I'm finding some distress here when we're discussing these things. There are a lot of assumptions being made within these discussions about patients' conditions, about what a medical practitioner may or may not do, from a lot of us who, frankly, aren't doctors. We've heard a lot of testimony. I would like to have heard a lot more. We've heard testimony before this committee that says some of that is quite contrary to a lot of the assumptions being made here about capacity, about who is signing off on this.

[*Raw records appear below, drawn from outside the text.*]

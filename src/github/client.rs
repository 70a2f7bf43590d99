//! Read-only GitHub REST client
//!
//! Requests go through a `Fetcher`, so wrapping the client around an
//! `Interceptor` caches every API response with stale-while-revalidate.

use reqwest::StatusCode;
use serde::de::DeserializeOwned;
use thiserror::Error;
use url::Url;

use super::types::{
    ContentEntry, ContentKind, ContentRoot, RepoDirectory, RepoFile, Repository,
    RepositoryPayload,
};
use crate::cache::RequestDescriptor;
use crate::fetch::{FetchError, Fetcher};

const GITHUB_API_BASE: &str = "https://api.github.com/";
const GITHUB_ACCEPT: &str = "application/vnd.github.v3+json";

/// Errors returned by the GitHub client
#[derive(Debug, Error)]
pub enum GithubError {
    /// The request could not be completed
    #[error("GitHub request failed: {0}")]
    Fetch(#[from] FetchError),

    /// The API answered with a non-success status
    #[error("{status}: {url}")]
    Status { status: StatusCode, url: String },

    /// The response body was not the expected JSON
    #[error("JSON parsing error: {0}")]
    Json(#[from] serde_json::Error),

    /// The endpoint could not be turned into a URL
    #[error("Invalid API URL: {0}")]
    Url(#[from] url::ParseError),
}

/// GitHub API client issuing requests through a fetcher
#[derive(Debug, Clone)]
pub struct GithubClient<F> {
    fetcher: F,
    base_url: Url,
}

impl<F: Fetcher> GithubClient<F> {
    /// Create a client for the public GitHub API
    pub fn new(fetcher: F) -> Result<Self, GithubError> {
        Self::with_base_url(fetcher, GITHUB_API_BASE)
    }

    /// Create a client for a different API root (GitHub Enterprise, tests)
    pub fn with_base_url(fetcher: F, base_url: &str) -> Result<Self, GithubError> {
        let base_url = if base_url.ends_with('/') {
            Url::parse(base_url)?
        } else {
            Url::parse(&format!("{}/", base_url))?
        };
        Ok(Self { fetcher, base_url })
    }

    /// Make a GET request and decode the JSON body
    async fn get<T: DeserializeOwned>(
        &self,
        endpoint: &str,
        params: &[(&str, String)],
    ) -> Result<T, GithubError> {
        let mut url = self.base_url.join(endpoint)?;
        if !params.is_empty() {
            url.query_pairs_mut()
                .extend_pairs(params.iter().map(|(k, v)| (*k, v.as_str())));
        }

        let request = RequestDescriptor::get(url).with_header("Accept", GITHUB_ACCEPT);
        let response = self.fetcher.fetch(&request).await?;
        if !response.ok() {
            return Err(GithubError::Status {
                status: response.status,
                url: response.url.to_string(),
            });
        }

        Ok(serde_json::from_slice(&response.body)?)
    }

    /// List a user's repositories; `per_page` and `page` are passed through
    pub async fn user_repos(
        &self,
        username: &str,
        per_page: u32,
        page: u32,
    ) -> Result<Vec<Repository>, GithubError> {
        let payloads: Vec<RepositoryPayload> = self
            .get(
                &format!("users/{}/repos", username),
                &[("per_page", per_page.to_string()), ("page", page.to_string())],
            )
            .await?;

        Ok(payloads
            .into_iter()
            .map(|payload| Repository {
                owner: username.to_string(),
                name: payload.name,
                full_name: payload.full_name,
            })
            .collect())
    }

    /// Fetch a single repository of a user
    pub async fn repo(&self, username: &str, name: &str) -> Result<Repository, GithubError> {
        let payload: RepositoryPayload = self
            .get(&format!("repos/{}/{}", username, name), &[])
            .await?;

        Ok(Repository {
            owner: username.to_string(),
            name: payload.name,
            full_name: payload.full_name,
        })
    }

    /// Raw contents listing of `path` below `root`
    pub async fn contents<R: ContentRoot>(
        &self,
        root: &R,
        path: &str,
    ) -> Result<Vec<ContentEntry>, GithubError> {
        self.get(&contents_endpoint(root, path), &[]).await
    }

    /// Subdirectories of `path` below `root`
    pub async fn directories<R: ContentRoot>(
        &self,
        root: &R,
        path: &str,
    ) -> Result<Vec<RepoDirectory>, GithubError> {
        Ok(self
            .contents(root, path)
            .await?
            .into_iter()
            .filter(|entry| entry.kind == ContentKind::Dir)
            .map(|entry| RepoDirectory {
                owner: root.owner().to_string(),
                repo: root.repo().to_string(),
                name: entry.name,
                path: entry.path,
            })
            .collect())
    }

    /// Directory handle for `path` below `root`; issues no request
    pub fn directory<R: ContentRoot>(&self, root: &R, path: &str) -> RepoDirectory {
        let path = root.join(path);
        RepoDirectory {
            owner: root.owner().to_string(),
            repo: root.repo().to_string(),
            name: path.rsplit('/').next().unwrap_or_default().to_string(),
            path,
        }
    }

    /// Files directly inside `path` below `root`
    pub async fn files<R: ContentRoot>(
        &self,
        root: &R,
        path: &str,
    ) -> Result<Vec<RepoFile>, GithubError> {
        Ok(self
            .contents(root, path)
            .await?
            .into_iter()
            .filter(|entry| entry.kind == ContentKind::File)
            .map(RepoFile::from)
            .collect())
    }

    /// A single file at `path` below `root`
    pub async fn file<R: ContentRoot>(&self, root: &R, path: &str) -> Result<RepoFile, GithubError> {
        let entry: ContentEntry = self.get(&contents_endpoint(root, path), &[]).await?;
        Ok(entry.into())
    }
}

fn contents_endpoint<R: ContentRoot>(root: &R, path: &str) -> String {
    format!(
        "repos/{}/{}/contents/{}",
        root.owner(),
        root.repo(),
        root.join(path)
    )
}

We're legislators; we're not medical practitioners. It's our job to try to have at least some safeguards on a legislation that is literally about life and death. One-size-fits-all is not a good public policy, in my view. We have to be aware that there are differences. There are regional differences; there are patient-centred differences. Having one of the physicians signing off with an expertise in that patient's ailment seems to me to be the minimum criteria I would want for any procedure relating to my health of any serious nature.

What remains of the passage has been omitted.